*EXERCISE OBJECTIVE*: Search the records for the string "format". Copy each line where it occurs.

RECORDS FOR THE TASK Block Start

//! # bar_core - Bar Stock Dimension Engine
//!
//! `bar_core` converts between the dimensions of a solid bar (round, square
//! or flat) and its derived properties: cross-section area, outer surface
//! area, volume, weight and price. It also solves the inverse problem: given
//! a target weight and all but one dimension, find the missing one.
//!
//! ## Design Philosophy
//!
//! - **Stateless**: Pure functions that take input and return results
//! - **Millimetres inside**: inch input is normalized on entry; results are
//!   always mm / mm² / mm³ / kg
//! - **JSON-First**: All types implement Serialize/Deserialize
//! - **Rich Errors**: Structured error types, not just strings
//!
//! ## Quick Start
//!
//! ```rust
//! use bar_core::calculations::{calculate, BarInput};
//! use bar_core::materials::MaterialSpec;
//! use bar_core::profile::BarSpec;
//! use bar_core::units::LengthUnit;
//!
//! let input = BarInput::new(
//!     "SQ10",
//!     BarSpec::square(10.0, 100.0, LengthUnit::Mm),
//!     MaterialSpec::new(7.85, 100.0),
//! );
//!
//! let result = calculate(&input).unwrap();
//! assert_eq!(result.cross_section_area_mm2, 100.0);
//!
//! let json = serde_json::to_string_pretty(&result).unwrap();
//! ```
//!
//! ## Modules
//!
//! - [`calculations`] - Forward and inverse calculations (validated entry points)
//! - [`equations`] - Closed-form mm formulas
//! - [`profile`] - Bar profiles, dimensions and `BarSpec`
//! - [`materials`] - Density/price and material presets
//! - [`units`] - mm/inch primitives and display conversions
//! - [`settings`] - Host defaults loaded from JSON
//! - [`errors`] - Structured error types

pub mod calculations;
pub mod equations;
pub mod errors;
pub mod materials;
pub mod profile;
pub mod settings;
pub mod units;

// Re-export commonly used types at crate root for convenience
pub use calculations::{
    area_and_volume, calculate, missing_dimension_from_weight, price, solve, weight, BarInput,
    BarResult, CalculationItem, CalculationOutput, InverseInput, InverseResult, KnownDimensions,
    ResolvedDimension, Unknown,
};
pub use errors::{CalcError, CalcResult};
pub use materials::{MaterialPreset, MaterialSpec};
pub use profile::{BarDimensions, BarSpec, Profile};
pub use settings::CalculatorSettings;
pub use units::{inch_to_mm, mm_to_inch, LengthUnit};
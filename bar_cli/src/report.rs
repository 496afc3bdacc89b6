//! Plain-text reports for calculation results.
//!
//! Engine results are mm-based; this is where they are turned into the
//! metric and imperial display units the user sees.

use std::fmt::Write;

use bar_core::calculations::{BarResult, InverseResult};
use bar_core::materials::MaterialPreset;
use bar_core::profile::BarSpec;
use bar_core::settings::CalculatorSettings;
use bar_core::units::LengthUnit;

const RULE: &str = "═══════════════════════════════════════";

fn fmt(value: f64, decimals: usize) -> String {
    format!("{:.*}", decimals, value)
}

/// Echo of the bar as entered
pub fn bar_summary(bar: &BarSpec, decimals: usize) -> String {
    let unit = bar.unit.symbol();
    let dims: Vec<String> = bar
        .dimensions
        .named()
        .into_iter()
        .map(|(name, value)| format!("{} {} {}", name, fmt(value, decimals), unit))
        .collect();
    format!(
        "{}: {}, length {} {}",
        bar.profile(),
        dims.join(", "),
        fmt(bar.length, decimals),
        unit
    )
}

/// Forward results in cm²/in², cm³/in³, kg/lb and currency
pub fn forward_report(
    title: &str,
    bar: &BarSpec,
    result: &BarResult,
    settings: &CalculatorSettings,
) -> String {
    let d = settings.decimals;
    let mut out = String::new();

    let _ = writeln!(out, "{}", RULE);
    let _ = writeln!(out, "  {}", title);
    let _ = writeln!(out, "{}", RULE);
    let _ = writeln!(out, "Input:    {}", bar_summary(bar, d));
    let _ = writeln!(out);
    let _ = writeln!(
        out,
        "Cross-section Area: {} cm² ({} sq. inch)",
        fmt(result.area_cm2(), d),
        fmt(result.area_in2(), d)
    );
    let _ = writeln!(
        out,
        "Surface Area:       {} cm² ({} sq. inch)",
        fmt(result.surface_cm2(), d),
        fmt(result.surface_in2(), d)
    );
    let _ = writeln!(
        out,
        "Volume:             {} cm³ ({} cubic inch)",
        fmt(result.volume_cm3(), d),
        fmt(result.volume_in3(), d)
    );
    let _ = writeln!(
        out,
        "Weight:             {} kg ({} lbs)",
        fmt(result.weight_kg, d),
        fmt(result.weight_lb(), d)
    );
    let _ = writeln!(
        out,
        "Total Price:        {} {}",
        settings.currency,
        fmt(result.price, d)
    );
    if let Some(area_price) = result.area_price {
        let _ = writeln!(
            out,
            "Area Price:         {} {}",
            settings.currency,
            fmt(area_price, d)
        );
    }
    out
}

/// Inverse result: the solved dimension in both units, then the forward
/// report for the completed bar
pub fn inverse_report(
    output: &InverseResult,
    display_unit: LengthUnit,
    settings: &CalculatorSettings,
) -> String {
    let d = settings.decimals;
    let mut out = String::new();
    let resolved = output.resolved;

    let _ = writeln!(
        out,
        "Resolved {}: {} {} ({} {})",
        resolved.unknown,
        fmt(resolved.in_unit(display_unit), d),
        display_unit.symbol(),
        fmt(resolved.in_unit(LengthUnit::Mm), d),
        LengthUnit::Mm.symbol()
    );
    let _ = writeln!(out);
    out.push_str(&forward_report("COMPLETED BAR", &output.bar, &output.result, settings));
    out
}

/// Table of material presets
pub fn materials_table() -> String {
    let mut out = String::new();
    let _ = writeln!(out, "{:<18} {:<16} {:>8}", "Code", "Material", "g/cm³");
    for preset in MaterialPreset::ALL {
        let _ = writeln!(
            out,
            "{:<18} {:<16} {:>8.2}",
            preset.code(),
            preset.display_name(),
            preset.density_g_cm3()
        );
    }
    out
}

#[cfg(test)]
mod tests {
    use super::*;
    use bar_core::calculations::{calculate, BarInput};
    use bar_core::materials::MaterialSpec;

    fn square_result() -> (BarSpec, BarResult) {
        let bar = BarSpec::square(10.0, 100.0, LengthUnit::Mm);
        let result = calculate(&BarInput::new("", bar, MaterialSpec::new(7.85, 100.0))).unwrap();
        (bar, result)
    }

    #[test]
    fn test_bar_summary() {
        let bar = BarSpec::flat(20.0, 10.0, 100.0, LengthUnit::Mm);
        assert_eq!(
            bar_summary(&bar, 1),
            "Flat Bar: width 20.0 mm, thickness 10.0 mm, length 100.0 mm"
        );
    }

    #[test]
    fn test_forward_report_units() {
        let (bar, result) = square_result();
        let report = forward_report("RESULTS", &bar, &result, &CalculatorSettings::default());
        assert!(report.contains("Cross-section Area: 1.00 cm²"));
        assert!(report.contains("Volume:             10.00 cm³"));
        assert!(report.contains("Weight:             0.08 kg"));
        assert!(report.contains("Total Price:        Rs. 7.85"));
        assert!(!report.contains("Area Price"));
    }

    #[test]
    fn test_materials_table_lists_all_presets() {
        let table = materials_table();
        for preset in MaterialPreset::ALL {
            assert!(table.contains(preset.code()));
        }
    }

    #[test]
    fn test_forward_report_area_price() {
        let bar = BarSpec::flat(2.0, 0.5, 40.0, LengthUnit::Inch);
        let input =
            BarInput::new("", bar, MaterialSpec::new(7.85, 100.0)).with_price_per_sq_inch(12.0);
        let result = calculate(&input).unwrap();
        let report = forward_report("RESULTS", &bar, &result, &CalculatorSettings::default());
        assert!(report.contains("Area Price:         Rs. 12.00"));
    }
}
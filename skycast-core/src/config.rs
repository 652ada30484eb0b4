use anyhow::{Context, Result, anyhow};
use directories::ProjectDirs;
use serde::{Deserialize, Serialize};
use std::{fs, path::PathBuf, time::Duration};

pub const DEFAULT_BASE_URL: &str = "https://api.weatherapi.com/v1";

/// Tuning for the search-as-you-type debouncer.
#[derive(Debug, Clone, Serialize, Deserialize, PartialEq, Eq)]
pub struct SearchConfig {
    /// Quiet period after the last keystroke before a search is sent.
    #[serde(default = "default_quiet_period_ms")]
    pub quiet_period_ms: u64,

    /// Queries shorter than this (in chars) never reach the network.
    #[serde(default = "default_min_query_len")]
    pub min_query_len: usize,

    /// Drop responses that belong to an input older than the latest one.
    #[serde(default)]
    pub discard_stale: bool,
}

impl SearchConfig {
    pub fn quiet_period(&self) -> Duration {
        Duration::from_millis(self.quiet_period_ms)
    }
}

impl Default for SearchConfig {
    fn default() -> Self {
        Self {
            quiet_period_ms: default_quiet_period_ms(),
            min_query_len: default_min_query_len(),
            discard_stale: false,
        }
    }
}

/// Top-level configuration read from disk.
///
/// Example TOML:
/// ```toml
/// api_key = "..."
/// default_city = "Pune"
///
/// [search]
/// quiet_period_ms = 250
/// ```
#[derive(Debug, Clone, Serialize, Deserialize)]
pub struct Config {
    pub api_key: Option<String>,

    #[serde(default = "default_base_url")]
    pub base_url: String,

    /// Only search results from this country are kept.
    #[serde(default = "default_target_country")]
    pub target_country: String,

    #[serde(default = "default_forecast_days")]
    pub forecast_days: u8,

    /// City shown before the user picks one.
    #[serde(default = "default_city")]
    pub default_city: String,

    #[serde(default)]
    pub search: SearchConfig,
}

fn default_base_url() -> String {
    DEFAULT_BASE_URL.to_string()
}

fn default_target_country() -> String {
    "India".to_string()
}

const fn default_forecast_days() -> u8 {
    7
}

fn default_city() -> String {
    "Delhi".to_string()
}

const fn default_quiet_period_ms() -> u64 {
    300
}

const fn default_min_query_len() -> usize {
    3
}

impl Default for Config {
    fn default() -> Self {
        Self {
            api_key: None,
            base_url: default_base_url(),
            target_country: default_target_country(),
            forecast_days: default_forecast_days(),
            default_city: default_city(),
            search: SearchConfig::default(),
        }
    }
}

impl Config {
    /// Load config from disk, or return defaults if it doesn't exist yet.
    pub fn load() -> Result<Self> {
        let path = Self::config_file_path()?;
        if !path.exists() {
            return Ok(Self::default());
        }

        let contents = fs::read_to_string(&path)
            .with_context(|| format!("Failed to read config file: {}", path.display()))?;

        Self::from_toml(&contents)
            .with_context(|| format!("Failed to parse config file: {}", path.display()))
    }

    pub fn from_toml(contents: &str) -> Result<Self> {
        toml::from_str(contents).context("Invalid SkyCast configuration")
    }

    /// Path to the config file.
    pub fn config_file_path() -> Result<PathBuf> {
        let dirs = ProjectDirs::from("dev", "skycast", "skycast")
            .ok_or_else(|| anyhow!("Could not determine platform config directory"))?;

        Ok(dirs.config_dir().join("config.toml"))
    }

    /// Returns the API key, or an error with a hint on where to put it.
    pub fn require_api_key(&self) -> Result<&str> {
        match self.api_key.as_deref() {
            Some(key) if !key.trim().is_empty() => Ok(key),
            _ => {
                let hint = Self::config_file_path()
                    .map(|p| p.display().to_string())
                    .unwrap_or_else(|_| "config.toml".to_string());
                Err(anyhow!(
                    "No weatherapi.com API key configured.\n\
                     Hint: pass `--api-key <KEY>` or set `api_key` in {hint}."
                ))
            }
        }
    }

    /// Override the API key, e.g. from a command-line flag.
    pub fn with_api_key(mut self, api_key: Option<String>) -> Self {
        if api_key.is_some() {
            self.api_key = api_key;
        }
        self
    }
}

RECORDS FOR THE TASK Block End

*SOLUTION FOR THIS EXERCISE*:
    format!("{:.*}", decimals, value)
        .map(|(name, value)| format!("{} {} {}", name, fmt(value, decimals), unit))
    format!(
            .with_context(|| format!("Failed to read config file: {}", path.display()))?;
            .with_context(|| format!("Failed to parse config file: {}", path.display()))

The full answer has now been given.